The Program - James Fox UFO Documentary
Filmmaker James Fox goes behind Congressional hearings in this documentary featuring high-level insiders who insist there is definitive proof we are not alone.
In 2024, documentary filmmaker James Fox released what may prove to be the most consequential UFO film ever made. The Program arrives at a moment when the United States government, after more than seven decades of denial, deflection, and ridicule, is being forced by its own insiders to confront the reality of unidentified aerial phenomena. Narrated by the veteran actor Peter Coyote and built around unprecedented access to the people driving Congressional disclosure efforts, the film does not merely document the current state of the UAP conversation—it participates in it, adding fuel to a fire that has been smoldering since the late 1940s and that now, for the first time, threatens to burn through the walls of official secrecy. The Program is not just a documentary about UFOs. It is a documentary about the architecture of a cover-up, the mechanics of institutional denial, and the growing chorus of voices from within the system itself that are demanding the truth be told.
James Fox: A Career of Consequence
To understand The Program, one must first understand the filmmaker behind it. James Fox has spent more than two decades pursuing the UFO story with a combination of journalistic rigor, personal passion, and strategic patience that has set his work apart from the vast majority of UFO media. Where others have been content to present the phenomenon as entertainment or fodder for conspiracy theories, Fox has consistently sought out credible witnesses, documented evidence, and institutional sources, building a body of work that has earned him the respect of both the UFO research community and the mainstream media.
Fox’s journey into UFO filmmaking began in the early 2000s with Out of the Blue (2003), a documentary that sought to present the UFO phenomenon as a serious topic worthy of scientific and journalistic investigation. The film featured interviews with military officers, pilots, and government officials from around the world, all of whom attested to the reality of anomalous aerial phenomena. It was a groundbreaking work that helped shift the conversation about UFOs from the tabloid fringe toward the mainstream.

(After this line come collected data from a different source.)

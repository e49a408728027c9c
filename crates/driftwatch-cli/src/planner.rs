//! Planner collaborators: where change documents come from.

use std::path::PathBuf;
use std::process::Stdio;
use std::sync::Arc;

use async_trait::async_trait;
use driftwatch_core::config::{PlannerConfig, PlannerKind};
use driftwatch_core::{PlannerClient, PlannerError, RawPlan};
use driftwatch_model::TargetKey;
use tokio::process::Command;
use tracing::debug;

pub fn build_planner(config: &PlannerConfig) -> Arc<dyn PlannerClient> {
    match config.kind {
        PlannerKind::File => Arc::new(FilePlanner::new(config.plans_dir.clone())),
        PlannerKind::Command => Arc::new(CommandPlanner::new(
            config.command.clone(),
            config.working_dir.clone(),
        )),
    }
}

/// Raw planner output: JSON when it looks like JSON, plan text otherwise.
fn raw_plan(output: Vec<u8>) -> RawPlan {
    let looks_like_json = output
        .iter()
        .find(|b| !b.is_ascii_whitespace())
        .is_some_and(|b| *b == b'{');
    if looks_like_json {
        RawPlan::Bytes(output)
    } else {
        RawPlan::Text(String::from_utf8_lossy(&output).into_owned())
    }
}

/// Reads `<plans_dir>/<cloud>/<environment>.json` (or `.txt` for saved
/// human-readable plans) written by an earlier pipeline step.
pub struct FilePlanner {
    plans_dir: PathBuf,
}

impl FilePlanner {
    pub fn new(plans_dir: PathBuf) -> Self {
        Self { plans_dir }
    }

    fn candidates(&self, target: &TargetKey) -> [PathBuf; 2] {
        let dir = self.plans_dir.join(target.cloud.as_str());
        let env = target.environment.as_str();
        [dir.join(format!("{env}.json")), dir.join(format!("{env}.txt"))]
    }
}

#[async_trait]
impl PlannerClient for FilePlanner {
    async fn fetch_change_document(&self, target: &TargetKey) -> Result<RawPlan, PlannerError> {
        for path in self.candidates(target) {
            match tokio::fs::read(&path).await {
                Ok(bytes) => {
                    debug!(path = %path.display(), bytes = bytes.len(), "read plan file");
                    return Ok(raw_plan(bytes));
                }
                Err(err) if err.kind() == std::io::ErrorKind::NotFound => continue,
                Err(err) => {
                    return Err(PlannerError::Unavailable(format!(
                        "read {}: {err}",
                        path.display()
                    )))
                }
            }
        }
        Err(PlannerError::Rejected(format!(
            "no plan file for {target} under {}",
            self.plans_dir.display()
        )))
    }
}

/// Runs the configured planner command once per fetch.
///
/// `{cloud}` and `{environment}` are substituted in every argument and in
/// the working directory. Exit codes 0 and 2 are success (`-detailed-exitcode`
/// reports drift as 2). The child is killed if the fetch times out.
pub struct CommandPlanner {
    command: Vec<String>,
    working_dir: Option<String>,
}

impl CommandPlanner {
    pub fn new(command: Vec<String>, working_dir: Option<String>) -> Self {
        Self {
            command,
            working_dir,
        }
    }
}

fn substitute(template: &str, target: &TargetKey) -> String {
    template
        .replace("{cloud}", target.cloud.as_str())
        .replace("{environment}", target.environment.as_str())
}

/// Map a failed planner exit to a retryable or permanent error.
fn classify_failure(code: Option<i32>, stderr: &str) -> PlannerError {
    let lower = stderr.to_ascii_lowercase();
    let summary = stderr.lines().rev().find(|l| !l.trim().is_empty()).unwrap_or("").trim();
    let detail = match code {
        Some(code) => format!("planner exited with {code}: {summary}"),
        None => format!("planner killed by signal: {summary}"),
    };
    if lower.contains("rate exceeded")
        || lower.contains("throttling")
        || lower.contains("too many requests")
        || lower.contains("429")
    {
        PlannerError::RateLimited(detail)
    } else if lower.contains("timeout") || lower.contains("timed out") {
        PlannerError::Timeout(detail)
    } else {
        PlannerError::Unavailable(detail)
    }
}

#[async_trait]
impl PlannerClient for CommandPlanner {
    async fn fetch_change_document(&self, target: &TargetKey) -> Result<RawPlan, PlannerError> {
        let Some((program, args)) = self.command.split_first() else {
            return Err(PlannerError::Rejected("planner command is empty".to_string()));
        };
        let mut cmd = Command::new(substitute(program, target));
        cmd.args(args.iter().map(|a| substitute(a, target)))
            .stdin(Stdio::null())
            .stdout(Stdio::piped())
            .stderr(Stdio::piped())
            .kill_on_drop(true);
        if let Some(dir) = &self.working_dir {
            cmd.current_dir(substitute(dir, target));
        }

        let child = cmd.spawn().map_err(|e| match e.kind() {
            std::io::ErrorKind::NotFound | std::io::ErrorKind::PermissionDenied => {
                PlannerError::Rejected(format!("cannot start {program}: {e}"))
            }
            _ => PlannerError::Unavailable(format!("cannot start {program}: {e}")),
        })?;
        let output = child
            .wait_with_output()
            .await
            .map_err(|e| PlannerError::Unavailable(format!("waiting for {program}: {e}")))?;

        match output.status.code() {
            Some(0) | Some(2) => {
                debug!(program = %program, target = %target, "planner finished");
                Ok(raw_plan(output.stdout))
            }
            code => Err(classify_failure(
                code,
                &String::from_utf8_lossy(&output.stderr),
            )),
        }
    }
}
//! Notification collaborators.

use std::sync::Arc;
use std::time::Duration;

use anyhow::{Context, Result};
use async_trait::async_trait;
use driftwatch_core::config::{NotifyConfig, NotifyKind};
use driftwatch_core::{AlertDecision, Notifier, NotifyError};
use reqwest::StatusCode;
use tracing::warn;

pub fn build_notifier(config: &NotifyConfig) -> Result<Arc<dyn Notifier>> {
    match (config.kind, &config.webhook_url) {
        (NotifyKind::Log, _) => Ok(Arc::new(LogNotifier)),
        (NotifyKind::Webhook, Some(url)) => Ok(Arc::new(WebhookNotifier::new(
            url.clone(),
            Duration::from_secs(config.timeout_secs),
        )?)),
        (NotifyKind::Webhook, None) => {
            anyhow::bail!("notify.webhook_url is required for webhook notifications")
        }
    }
}

/// Emits each alert as a `warn!` event.
pub struct LogNotifier;

#[async_trait]
impl Notifier for LogNotifier {
    async fn send(&self, decision: &AlertDecision) -> Result<(), NotifyError> {
        warn!(
            event = "drift.alert",
            target = %decision.target,
            run_id = %decision.run_id,
            severity = %decision.severity,
            reason = %decision.reason,
            new = ?decision.new_addresses,
            "{}",
            decision.summary
        );
        Ok(())
    }
}

/// POSTs the decision as JSON to a webhook.
pub struct WebhookNotifier {
    url: String,
    http_client: reqwest::Client,
}

impl WebhookNotifier {
    pub fn new(url: String, timeout: Duration) -> Result<Self> {
        let http_client = reqwest::Client::builder()
            .timeout(timeout)
            .user_agent(concat!("driftwatch/", env!("CARGO_PKG_VERSION")))
            .build()
            .context("build webhook HTTP client")?;
        Ok(Self { url, http_client })
    }
}

/// Status handling: 429 is rate limiting, 5xx is transient, other
/// non-success statuses are permanent.
fn status_error(status: StatusCode, body: &str) -> Option<NotifyError> {
    if status.is_success() {
        return None;
    }
    let detail = format!("webhook returned {status}: {}", body.trim());
    Some(if status == StatusCode::TOO_MANY_REQUESTS {
        NotifyError::RateLimited(detail)
    } else if status.is_server_error() {
        NotifyError::Unavailable(detail)
    } else {
        NotifyError::Rejected(detail)
    })
}

#[async_trait]
impl Notifier for WebhookNotifier {
    async fn send(&self, decision: &AlertDecision) -> Result<(), NotifyError> {
        let response = self
            .http_client
            .post(&self.url)
            .json(decision)
            .send()
            .await
            .map_err(|e| {
                if e.is_timeout() {
                    NotifyError::Timeout(e.to_string())
                } else {
                    NotifyError::Unavailable(e.to_string())
                }
            })?;
        let status = response.status();
        if status.is_success() {
            return Ok(());
        }
        let body = response.text().await.unwrap_or_default();
        match status_error(status, &body) {
            Some(err) => Err(err),
            None => Ok(()),
        }
    }
}
//! Human-readable plan output (`terraform plan` without `-json`).
//!
//! Only resource headers are recognized, so the resulting changes carry no
//! attribute diffs beyond the root diff a replace requires.

use std::sync::OnceLock;

use driftwatch_model::{Action, AttributeDiff, ResourceChange};
use regex::Regex;
use serde_json::Value;

use super::terraform::type_from_address;
use crate::error::{DriftError, Result};

const HEADER_PATTERN: &str = concat!(
    r"^\s*(?:#|\+|~|-/\+|-|<=)\s+(\S+)\s+(?:is tainted, so\s+)?",
    r"(will be created|will be updated in-place|will be updated|will be destroyed",
    r"|must be replaced|will be replaced|will be read during apply)",
);
const ANSI_PATTERN: &str = r"\x1b\[[0-9;]*m";
const NO_CHANGES: &str = "No changes.";

static HEADER: OnceLock<Regex> = OnceLock::new();
static ANSI: OnceLock<Regex> = OnceLock::new();

fn compiled(cell: &'static OnceLock<Regex>, pattern: &str) -> Result<&'static Regex> {
    if let Some(re) = cell.get() {
        return Ok(re);
    }
    let re = Regex::new(pattern)
        .map_err(|e| DriftError::invariant("text plan pattern", e.to_string()))?;
    Ok(cell.get_or_init(|| re))
}

fn action_for(phrase: &str) -> Action {
    match phrase {
        "will be created" => Action::Create,
        "will be updated in-place" | "will be updated" => Action::Update,
        "will be destroyed" => Action::Delete,
        "must be replaced" | "will be replaced" => Action::Replace,
        "will be read during apply" => Action::NoOp,
        _ => Action::Unknown,
    }
}

/// Parse resource headers out of a human-readable plan.
///
/// Text with neither a recognized header nor a `No changes.` line is
/// rejected as malformed, since it is most likely an error transcript.
pub fn parse_text_plan(text: &str) -> Result<Vec<ResourceChange>> {
    let header = compiled(&HEADER, HEADER_PATTERN)?;
    let ansi = compiled(&ANSI, ANSI_PATTERN)?;

    let plain = ansi.replace_all(text, "");
    let mut changes = Vec::new();
    for line in plain.lines() {
        let Some(caps) = header.captures(line) else {
            continue;
        };
        let address = &caps[1];
        let action = action_for(&caps[2]);
        let diffs = if action == Action::Replace {
            vec![AttributeDiff::new("", Value::Null, Value::Null).forcing_replacement()]
        } else {
            Vec::new()
        };
        changes.push(ResourceChange::new(address, type_from_address(address), action, diffs)?);
    }

    if changes.is_empty() && !plain.contains(NO_CHANGES) {
        return Err(DriftError::malformed(
            "text plan contains no resource changes and no 'No changes.' marker",
        ));
    }
    Ok(changes)
}
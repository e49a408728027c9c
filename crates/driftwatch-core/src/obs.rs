//! Structured observability hooks for the drift run lifecycle.
//!
//! This module provides:
//! - A run-scoped tracing span via [`RunSpan`]
//! - Emission functions for lifecycle events: start, phase change, finish,
//!   alert decision, notification failure
//!
//! Events are emitted at `info!` level (failures at `warn!`); filtering and
//! JSON output are configured through [`crate::telemetry::init_tracing`].

use std::future::Future;

use driftwatch_model::{RunId, Severity, TargetKey};
use tracing::instrument::Instrumented;
use tracing::{info, warn, Instrument};

use crate::orchestrator::RunPhase;
use crate::policy::AlertDecision;

/// Span covering one run of one target. The run id is recorded once the
/// classifier assigns it.
#[derive(Debug, Clone)]
pub struct RunSpan {
    span: tracing::Span,
}

impl RunSpan {
    pub fn new(target: &TargetKey) -> Self {
        let span = tracing::info_span!(
            "driftwatch.run",
            target = %target,
            run_id = tracing::field::Empty,
        );
        Self { span }
    }

    pub fn record_run_id(&self, run_id: &RunId) {
        self.span.record("run_id", tracing::field::display(run_id));
    }

    /// Attach the span to a future so every event inside carries the target.
    pub fn instrument<F: Future>(&self, fut: F) -> Instrumented<F> {
        fut.instrument(self.span.clone())
    }
}

/// Emit event: run started for a target.
pub fn emit_run_started(target: &TargetKey) {
    info!(event = "run.started", target = %target);
}

/// Emit event: the run's state machine entered a new phase.
pub fn emit_run_phase(target: &TargetKey, phase: RunPhase) {
    info!(event = "run.phase", target = %target, phase = %phase);
}

/// Emit event: run reached a terminal phase.
pub fn emit_run_finished(
    target: &TargetKey,
    run_id: Option<&RunId>,
    phase: RunPhase,
    severity: Option<Severity>,
    duration_ms: u64,
) {
    let run_id = run_id.map(RunId::as_str).unwrap_or("-");
    let severity = severity.map(Severity::as_str).unwrap_or("-");
    if matches!(phase, RunPhase::Failed(_)) {
        warn!(
            event = "run.finished",
            target = %target,
            run_id,
            phase = %phase,
            severity,
            duration_ms,
            success = false,
        );
    } else {
        info!(
            event = "run.finished",
            target = %target,
            run_id,
            phase = %phase,
            severity,
            duration_ms,
            success = true,
        );
    }
}

/// Emit event: alert policy evaluated.
pub fn emit_alert_decided(decision: &AlertDecision) {
    info!(
        event = "alert.decided",
        target = %decision.target,
        run_id = %decision.run_id,
        notify = decision.notify,
        severity = %decision.severity,
        reason = %decision.reason,
        new = decision.new_addresses.len(),
    );
}

/// Emit event: notification delivery failed after retries (warning level).
pub fn emit_notify_failed(target: &TargetKey, run_id: &RunId, error: &dyn std::fmt::Display) {
    warn!(event = "notify.failed", target = %target, run_id = %run_id, error = %error);
}
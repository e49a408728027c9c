//! Normalized change-document model.
//!
//! A [`ChangeDocument`] is the provider-independent form of one planning pass
//! for one target. Both types validate their invariants at construction and
//! on deserialization, so every value in circulation is well-formed.

use std::collections::BTreeMap;
use std::fmt;
use std::str::FromStr;

use chrono::{DateTime, Utc};
use serde::{Deserialize, Serialize};
use serde_json::Value;

use crate::digest::digest_of;
use crate::error::{ModelError, Result};
use crate::target::{Cloud, Environment, TargetKey};

/// Planned action for a single resource.
#[derive(Debug, Clone, Copy, PartialEq, Eq, Hash, Serialize, Deserialize)]
#[serde(rename_all = "snake_case")]
pub enum Action {
    NoOp,
    Create,
    Update,
    Delete,
    Replace,
    /// An action string the ingestor did not recognize.
    Unknown,
}

impl Action {
    /// Fixed severity ordering: `delete = replace > update > unknown > create > no_op`.
    pub fn rank(self) -> u8 {
        match self {
            Action::Delete | Action::Replace => 4,
            Action::Update => 3,
            Action::Unknown => 2,
            Action::Create => 1,
            Action::NoOp => 0,
        }
    }

    /// Whether this action counts as drift.
    pub fn is_drift(self) -> bool {
        self != Action::NoOp
    }

    pub fn as_str(self) -> &'static str {
        match self {
            Action::NoOp => "no_op",
            Action::Create => "create",
            Action::Update => "update",
            Action::Delete => "delete",
            Action::Replace => "replace",
            Action::Unknown => "unknown",
        }
    }

    /// Plan-style marker used in rendered reports.
    pub fn symbol(self) -> &'static str {
        match self {
            Action::NoOp => " ",
            Action::Create => "+",
            Action::Update => "~",
            Action::Delete => "-",
            Action::Replace => "-/+",
            Action::Unknown => "?",
        }
    }
}

impl fmt::Display for Action {
    fn fmt(&self, f: &mut fmt::Formatter<'_>) -> fmt::Result {
        f.write_str(self.as_str())
    }
}

impl FromStr for Action {
    type Err = ModelError;

    fn from_str(s: &str) -> std::result::Result<Self, Self::Err> {
        match s {
            "no_op" => Ok(Action::NoOp),
            "create" => Ok(Action::Create),
            "update" => Ok(Action::Update),
            "delete" => Ok(Action::Delete),
            "replace" => Ok(Action::Replace),
            "unknown" => Ok(Action::Unknown),
            other => Err(ModelError::Invalid {
                kind: "action",
                value: other.to_string(),
            }),
        }
    }
}

/// One attribute-level difference inside a resource change.
#[derive(Debug, Clone, PartialEq, Serialize, Deserialize)]
pub struct AttributeDiff {
    /// Attribute path, e.g. `ingress[0].cidr_blocks`. Empty for the whole resource.
    pub path: String,
    pub old_value: Value,
    pub new_value: Value,
    /// The attribute cannot be updated in place.
    #[serde(default)]
    pub forces_replacement: bool,
}

impl AttributeDiff {
    pub fn new(path: impl Into<String>, old_value: Value, new_value: Value) -> Self {
        Self {
            path: path.into(),
            old_value,
            new_value,
            forces_replacement: false,
        }
    }

    pub fn forcing_replacement(mut self) -> Self {
        self.forces_replacement = true;
        self
    }
}

/// A planned modification to a single infrastructure resource.
#[derive(Debug, Clone, PartialEq, Serialize, Deserialize)]
#[serde(try_from = "ResourceChangeRepr")]
pub struct ResourceChange {
    address: String,
    resource_type: String,
    action: Action,
    attribute_diffs: Vec<AttributeDiff>,
}

#[derive(Deserialize)]
struct ResourceChangeRepr {
    address: String,
    resource_type: String,
    action: Action,
    #[serde(default)]
    attribute_diffs: Vec<AttributeDiff>,
}

impl TryFrom<ResourceChangeRepr> for ResourceChange {
    type Error = ModelError;

    fn try_from(repr: ResourceChangeRepr) -> Result<Self> {
        ResourceChange::new(
            repr.address,
            repr.resource_type,
            repr.action,
            repr.attribute_diffs,
        )
    }
}

impl ResourceChange {
    /// Build a change, enforcing:
    /// - `no_op` carries no attribute diffs
    /// - `replace` has at least one diff marking a non-updatable field
    pub fn new(
        address: impl Into<String>,
        resource_type: impl Into<String>,
        action: Action,
        attribute_diffs: Vec<AttributeDiff>,
    ) -> Result<Self> {
        let address = address.into();
        if address.trim().is_empty() {
            return Err(ModelError::InvariantViolation {
                address,
                reason: "resource address must not be empty".to_string(),
            });
        }
        if action == Action::NoOp && !attribute_diffs.is_empty() {
            return Err(ModelError::InvariantViolation {
                address,
                reason: "no_op change carries attribute diffs".to_string(),
            });
        }
        if action == Action::Replace && !attribute_diffs.iter().any(|d| d.forces_replacement) {
            return Err(ModelError::InvariantViolation {
                address,
                reason: "replace change has no attribute forcing replacement".to_string(),
            });
        }
        Ok(Self {
            address,
            resource_type: resource_type.into(),
            action,
            attribute_diffs,
        })
    }

    /// Shorthand for an unchanged resource.
    pub fn no_op(address: impl Into<String>, resource_type: impl Into<String>) -> Result<Self> {
        Self::new(address, resource_type, Action::NoOp, Vec::new())
    }

    pub fn address(&self) -> &str {
        &self.address
    }

    pub fn resource_type(&self) -> &str {
        &self.resource_type
    }

    pub fn action(&self) -> Action {
        self.action
    }

    pub fn attribute_diffs(&self) -> &[AttributeDiff] {
        &self.attribute_diffs
    }

    /// Content fingerprint over type, action and diffs (address excluded).
    ///
    /// Two changes to the same address are "equivalent" exactly when their
    /// fingerprints match.
    pub fn fingerprint(&self) -> Result<String> {
        #[derive(Serialize)]
        struct Content<'a> {
            resource_type: &'a str,
            action: Action,
            attribute_diffs: &'a [AttributeDiff],
        }
        digest_of(&Content {
            resource_type: &self.resource_type,
            action: self.action,
            attribute_diffs: &self.attribute_diffs,
        })
    }
}

/// The full output of one planning pass for one (cloud, environment).
///
/// Immutable once constructed: fields are private and changes are held in
/// address order, unique by address.
#[derive(Debug, Clone, PartialEq, Serialize, Deserialize)]
#[serde(try_from = "ChangeDocumentRepr", into = "ChangeDocumentRepr")]
pub struct ChangeDocument {
    cloud: Cloud,
    environment: Environment,
    generated_at: DateTime<Utc>,
    changes: BTreeMap<String, ResourceChange>,
}

#[derive(Serialize, Deserialize)]
struct ChangeDocumentRepr {
    cloud: Cloud,
    environment: Environment,
    generated_at: DateTime<Utc>,
    #[serde(default)]
    changes: Vec<ResourceChange>,
}

impl TryFrom<ChangeDocumentRepr> for ChangeDocument {
    type Error = ModelError;

    fn try_from(repr: ChangeDocumentRepr) -> Result<Self> {
        ChangeDocument::new(repr.cloud, repr.environment, repr.generated_at, repr.changes)
    }
}

impl From<ChangeDocument> for ChangeDocumentRepr {
    fn from(doc: ChangeDocument) -> Self {
        Self {
            cloud: doc.cloud,
            environment: doc.environment,
            generated_at: doc.generated_at,
            changes: doc.changes.into_values().collect(),
        }
    }
}

impl ChangeDocument {
    /// Build a document; fails with `DuplicateResource` on a repeated address.
    pub fn new(
        cloud: Cloud,
        environment: Environment,
        generated_at: DateTime<Utc>,
        changes: Vec<ResourceChange>,
    ) -> Result<Self> {
        let mut by_address = BTreeMap::new();
        for change in changes {
            let address = change.address.clone();
            if by_address.insert(address.clone(), change).is_some() {
                return Err(ModelError::DuplicateResource { address });
            }
        }
        Ok(Self {
            cloud,
            environment,
            generated_at,
            changes: by_address,
        })
    }

    pub fn cloud(&self) -> &Cloud {
        &self.cloud
    }

    pub fn environment(&self) -> &Environment {
        &self.environment
    }

    pub fn target(&self) -> TargetKey {
        TargetKey::new(self.cloud.clone(), self.environment.clone())
    }

    pub fn generated_at(&self) -> DateTime<Utc> {
        self.generated_at
    }

    /// Changes in address order.
    pub fn changes(&self) -> impl Iterator<Item = &ResourceChange> {
        self.changes.values()
    }

    pub fn get(&self, address: &str) -> Option<&ResourceChange> {
        self.changes.get(address)
    }

    pub fn len(&self) -> usize {
        self.changes.len()
    }

    pub fn is_empty(&self) -> bool {
        self.changes.is_empty()
    }

    /// Changes whose action is anything other than `no_op`.
    pub fn drifted(&self) -> impl Iterator<Item = &ResourceChange> {
        self.changes.values().filter(|c| c.action.is_drift())
    }

    /// Content hash of the whole document, stored in history when the
    /// document itself is not retained.
    pub fn digest(&self) -> Result<String> {
        digest_of(self)
    }
}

His second major documentary, I Know What I Saw (2009), continued this approach, focusing on some of the most compelling sighting cases in history and the credibility of the witnesses who reported them. The film presented testimony from military pilots, air traffic controllers, and government officials who had observed objects that defied conventional explanation, and it challenged viewers to take their accounts seriously.
It was The Phenomenon (2020), however, that established Fox as the preeminent documentary filmmaker on the UFO subject. Released at a time when the US Navy had just confirmed the authenticity of several UFO videos and the Pentagon had established a formal UAP investigation office, The Phenomenon provided a comprehensive overview of the UFO story from the 1940s to the present day. The film featured interviews with former Senate Majority Leader Harry Reid, who called it “the most credible documentary ever made about UFOs,” as well as with scientists, military officers, and intelligence officials who spoke on the record about their experiences and beliefs.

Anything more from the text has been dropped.